Je sais maintenant pourquoi je n’ai pas su chérir avant. Je donnais pour me rassurer. Je construisais des preuves. Je voulais mériter l’amour au lieu de le recevoir. Et quand l’autre semblait attendre encore, je me sentais insuffisant. Alors je jugeais. Je réduisais. Je projetais. J’appelais matérialisme ce qui était parfois une demande de sécurité. J’étais moi aussi pris dans la logique du plus. Plus de garanties. Plus de contrôle. Plus de certitude.

Aujourd’hui cette mécanique est visible. Elle ne me gouverne plus. Je n’ai plus besoin de cacher mes fragilités derrière une posture maîtrisée. Je n’ai plus besoin de jouer au détaché. Je suis aimant. Présent. Disponible. Dépendant sainement. Ce n’est pas une faiblesse. C’est un choix.

Je veux une relation où tout peut se dire. Pas compulsivement. Mais sans zones interdites. Une relation où tout est ouvert. Pas pour contrôler. Pour découvrir. Pour comprendre l’autre dans ses multiples facettes.
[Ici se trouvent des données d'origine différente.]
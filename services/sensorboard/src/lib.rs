//! Sensorboard - Polling sensor dashboard
//!
//! Polls a backend for sensor groups and their latest readings, reconciles
//! them into an in-memory view tree, and serves that tree as a web page.

pub mod backend;
pub mod config;
pub mod dashboard;
pub mod error;
pub mod io;
pub mod model;
pub mod poller;
pub mod reconcile;
pub mod state;
pub mod view;

pub use config::{load_config, Config, Strategy};
pub use error::{Result, SensorboardError};

use std::net::SocketAddr;
use std::sync::Arc;

use tokio_util::sync::CancellationToken;

use crate::backend::BackendClient;
use crate::io::ReqwestHttpClient;
use crate::poller::Poller;

/// Run the sensorboard service with the given configuration
pub async fn run(config: Config) -> Result<()> {
    config.validate()?;

    let http: Arc<dyn io::HttpClient> =
        Arc::new(ReqwestHttpClient::new(config.backend.request_timeout())?);
    let backend = Arc::new(BackendClient::new(&config.backend, http)?);
    let state = state::new_state_handle();
    let cancel = CancellationToken::new();

    let poller = Poller::new(
        backend,
        Arc::clone(&state),
        &config.polling,
        cancel.clone(),
    );

    // Setup shutdown handler
    let cancel_for_signal = cancel.clone();
    tokio::spawn(async move {
        if let Err(e) = tokio::signal::ctrl_c().await {
            tracing::error!("Failed to listen for ctrl-c: {}", e);
            return;
        }
        tracing::info!("Shutdown signal received");
        cancel_for_signal.cancel();
    });

    // Start dashboard if enabled
    if config.dashboard.enabled {
        let dashboard_port = config.dashboard.port;
        // Match the page to the fastest timer that can change the view
        let refresh = match config.polling.strategy {
            Strategy::Keyed => config.polling.groups_interval(),
            Strategy::Batched => config
                .polling
                .groups_interval()
                .min(config.polling.sensors_interval()),
        };
        let dashboard_state = Arc::clone(&state);
        let cancel_for_dashboard = cancel.clone();

        tokio::spawn(async move {
            let router = dashboard::build_router(dashboard_state, refresh);
            let addr = SocketAddr::from(([0, 0, 0, 0], dashboard_port));
            tracing::info!("Dashboard listening on http://{}", addr);

            let listener = match tokio::net::TcpListener::bind(addr).await {
                Ok(l) => l,
                Err(e) => {
                    tracing::error!(
                        "Failed to bind dashboard to port {}: {}. Continuing without dashboard.",
                        dashboard_port,
                        e
                    );
                    return;
                }
            };

            axum::serve(listener, router)
                .with_graceful_shutdown(async move {
                    cancel_for_dashboard.cancelled().await;
                })
                .await
                .ok();

            tracing::debug!("Dashboard stopped");
        });
    }

    tracing::info!("Sensorboard started against {}", config.backend.base_url);

    // Poll until cancelled
    poller.run().await;

    tracing::info!("Sensorboard stopped");

    Ok(())
}
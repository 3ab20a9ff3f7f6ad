//! Reconciliation: pure functions from (current view, fetched records) to patches
//!
//! Nothing in here mutates the view. Callers apply the returned patches with
//! [`ViewTree::apply_all`](crate::view::ViewTree::apply_all), which keeps the
//! diffing testable without any rendering target.
//!
//! Two strategies live side by side:
//!
//! - [`keyed`] joins records to existing elements by key, updates changed
//!   content in place and removes leftovers.
//! - [`batched`] only ever adds groups and replaces whole sensor lists.

pub mod batched;
pub mod keyed;
mod patch;

pub use patch::{Patch, PatchSummary};

use std::collections::HashMap;

use crate::model::EntityId;

/// An element as seen by the keyed diff: its id and current content
#[derive(Debug, Clone)]
pub(crate) struct Rendered<'a> {
    pub id: &'a EntityId,
    pub content: &'a str,
}

/// Outcome of diffing one record set against one parent's children
#[derive(Debug, Clone, PartialEq)]
pub(crate) enum Change {
    Create { id: EntityId, content: String },
    Update { id: EntityId, content: String },
    Remove { id: EntityId },
}

/// Keyed diff of `records` against `rendered`, both given as (id, content).
///
/// `key_of` derives the join key. Creations follow record order, removals
/// follow the rendered order, and a key repeated within `records` maps to a
/// single element whose content is the last occurrence's.
pub(crate) fn diff_keyed<'a>(
    rendered: impl IntoIterator<Item = Rendered<'a>>,
    records: impl IntoIterator<Item = (EntityId, String)>,
    key_of: impl Fn(&EntityId) -> String,
) -> Vec<Change> {
    // Collapse repeated keys first so a pass never fights itself
    let mut incoming: Vec<(String, EntityId, String)> = Vec::new();
    let mut positions: HashMap<String, usize> = HashMap::new();
    for (id, content) in records {
        let key = key_of(&id);
        match positions.get(&key) {
            Some(&index) => incoming[index].2 = content,
            None => {
                positions.insert(key.clone(), incoming.len());
                incoming.push((key, id, content));
            }
        }
    }

    let rendered: Vec<Rendered<'a>> = rendered.into_iter().collect();
    // Snapshot of existing children, by key
    let mut unprocessed: HashMap<String, &Rendered<'a>> =
        rendered.iter().map(|r| (key_of(r.id), r)).collect();
    let mut changes = Vec::new();

    for (key, id, content) in incoming {
        match unprocessed.remove(&key) {
            Some(existing) if existing.content == content => {}
            Some(_) => changes.push(Change::Update { id, content }),
            None => changes.push(Change::Create { id, content }),
        }
    }

    for element in &rendered {
        if unprocessed.contains_key(&key_of(element.id)) {
            changes.push(Change::Remove {
                id: element.id.clone(),
            });
        }
    }

    changes
}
Ses curiosités. Ses contradictions. J’aime cette transparence qui ne surveille pas. Qui éclaire.

Je veux être un livre ouvert pour elle. Et qu’elle le soit pour moi. Pas par devoir de sincérité. Par goût de la vérité. Par plaisir de se montrer entier et donc léger. J’aime cette intimité là. Celle qui ne se contente pas du corps mais qui traverse les pensées. Les peurs. Les désirs inavoués. Les élans parfois contradictoires.

J’aime une femme dans son essence. Dans ses gestes. Dans sa manière d’entrer dans une pièce. Dans la façon dont son corps raconte son histoire. J’aime la sentir. La reconnaître. La parcourir lentement. Je ne consomme pas. Je veille. Je prends soin de son plaisir comme d’un territoire précieux. Et j’aime qu’elle fasse pareil avec moi. Qu’elle sente mes tensions. Mes failles. Qu’elle me pousse là où je me retiens encore. Qu’elle me provoque quand je me fige. Qu’elle veille sur moi sans me materner.

Et oui j’aime que mes désirs deviennent des ordres pour elle. Des ordres choisis. Accueillis. Des directions offertes dans un espace de confiance. J’aime cette folie là aussi. Ce pouvoir donné volontairement. Et j’aime qu’elle ose parfois me guider à son tour. Me rappeler à mon corps. Me retenir quand je pars trop loin.

Je veux cette danse où l’on est fou l’un de l’autre sans se perdre. Où l’on revient chaque soir avec l’envie de raconter. D’écouter. De toucher. De comprendre encore un peu plus qui est l’autre. Cette folie calme. Durable. Charnelle et lucide.

Je suis bien là où je suis arrivé. Ce n’est pas une fin. C’est un lieu habitable. Et depuis ce lieu, je peux aimer sans me renier. Et être aimé sans me cacher. Je sais ce que je suis capable de donner et ce que je ne suis plus prêt à encaisser. Le temps du changement est terminé.